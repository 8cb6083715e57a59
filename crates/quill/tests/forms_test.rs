mod common;

use common::{eval, eval_err, eval_to_string};
use quill_core::Value;

#[test]
fn test_lambda_with_no_parameters() {
    assert_eq!(eval_to_string("((lambda () 42))"), "42");
}

#[test]
fn test_let_with_empty_bindings() {
    assert_eq!(eval_to_string("(let () 1)"), "1");
}

#[test]
fn test_nested_let_shadows() {
    assert_eq!(eval_to_string("(let ((x 1)) (let ((x 2)) x))"), "2");
    assert_eq!(eval_to_string("(let ((x 1)) (let ((y 2)) (+ x y)))"), "3");
}

#[test]
fn test_builtin_names_can_be_shadowed() {
    assert_eq!(eval_to_string("(define list 5) list"), "5");
    assert_eq!(eval_to_string("(let ((car 1)) car)"), "1");
}

#[test]
fn test_do_with_no_bindings() {
    assert_eq!(eval_to_string("(do () (#t 5))"), "5");
}

#[test]
fn test_cond_else_alone() {
    assert_eq!(eval("(cond (else))"), Value::Bool(true));
}

#[test]
fn test_quasiquote_nested_structure() {
    assert_eq!(eval_to_string("`(1 (2 ,(+ 1 2)))"), "(1 (2 3))");
    assert_eq!(eval_to_string("`,(+ 1 2)"), "3");
    assert_eq!(
        eval_to_string("`(,@(map (lambda (x) (* x 10)) '(1 2)))"),
        "(10 20)"
    );
}

#[test]
fn test_force_memoizes_and_marks_promise() {
    assert_eq!(eval_to_string("(force (delay (+ 1 2)))"), "3");
    assert_eq!(
        eval_to_string("(define p (delay 1)) (force p) p"),
        "#<promise (forced)>"
    );
}

#[test]
fn test_force_requires_promise() {
    assert!(eval_err("(force 1)").to_string().contains("expected promise"));
}

#[test]
fn test_apply_with_builtins_and_lambdas() {
    assert_eq!(eval_to_string("(apply cons '(1 2))"), "(1 . 2)");
    assert_eq!(
        eval_to_string("(apply (lambda (a b c) (* a (+ b c))) '(2 3 4))"),
        "14"
    );
}

#[test]
fn test_procedure_predicate_covers_callables() {
    assert_eq!(eval("(procedure? car)"), Value::Bool(true));
    assert_eq!(eval("(procedure? (lambda (x) x))"), Value::Bool(true));
    assert_eq!(eval("(procedure? if)"), Value::Bool(true));
    assert_eq!(eval("(procedure? 1)"), Value::Bool(false));
}

#[test]
fn test_closures_share_their_defining_frame() {
    assert_eq!(
        eval_to_string(
            "(define (make-account balance)
               (lambda (amount)
                 (set! balance (- balance amount))
                 balance))
             (define withdraw (make-account 100))
             (withdraw 30)
             (withdraw 30)"
        ),
        "40"
    );
}

#[test]
fn test_recursive_definitions() {
    assert_eq!(
        eval_to_string(
            "(define (fib n) (if (< n 2) n (+ (fib (- n 1)) (fib (- n 2)))))
             (fib 12)"
        ),
        "144"
    );
    assert_eq!(
        eval_to_string(
            "(define (len l) (if (null? l) 0 (+ 1 (len (cdr l)))))
             (len '(a b c d))"
        ),
        "4"
    );
}

#[test]
fn test_do_loop_builds_a_list() {
    // Steps update in order: acc conses the already-stepped i.
    assert_eq!(
        eval_to_string(
            "(do ((i 0 (+ i 1))
                  (acc '() (cons i acc)))
                 ((= i 4) acc))"
        ),
        "(4 3 2 1)"
    );
}

#[test]
fn test_define_sugar_names_appear_in_arity_errors() {
    let err = eval_err("(define (f x) x) (f 1 2)");
    assert!(err.to_string().contains("f: too many arguments"));
}

#[test]
fn test_integerness_is_a_predicate_on_floats() {
    assert_eq!(eval("(integer? 3.0)"), Value::Bool(true));
    assert_eq!(eval("(integer? (/ 10 4))"), Value::Bool(false));
    assert_eq!(eval("(integer? (/ 10 2))"), Value::Bool(true));
}

#[test]
fn test_number_print_form_collapses_integral_floats() {
    assert_eq!(eval_to_string("(/ 10 2)"), "5");
    assert_eq!(eval_to_string("(/ 10 4)"), "2.5");
    assert_eq!(eval_to_string("(* 1.5 2)"), "3");
}
use crate::auth::TokenProvider;
use crate::proposal::Feasibility;
use crate::session::ProposalSession;

/// A composed mail, ready for whatever transport the platform offers.
#[derive(Debug, Clone, PartialEq)]
pub struct EmailDraft {
    pub to: String,
    pub subject: String,
    pub body: String,
}

/// Build the "share feasibility reasons" mail for the most recently
/// generated proposal. Without a signed-in email there is nobody to
/// address it to and the draft is None.
pub fn feasibility_email(
    session: &ProposalSession,
    auth: &dyn TokenProvider,
    feasibility: &Feasibility,
) -> Option<EmailDraft> {
    let to = auth.user_email()?;
    let last = session.last_proposal_file().unwrap_or_default();
    let about = if last.is_empty() { "proposal" } else { last.as_str() };
    let subject = format!("Feasibility reasons for {about}");

    let verdict = match feasibility.feasible {
        Some(true) => "true",
        Some(false) => "false",
        None => "unknown",
    };
    let mut body = format!("Feasibility: {verdict}\n\n");
    if feasibility.reasons.is_empty() {
        body.push_str("No additional reasons provided.");
    } else {
        for (i, reason) in feasibility.reasons.iter().enumerate() {
            body.push_str(&format!("{}. {reason}\n", i + 1));
        }
    }

    Some(EmailDraft { to, subject, body })
}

| Your goal |
If a line in the data holds the word "contains", count it, then state the total alone.

| Output of the exercise |
2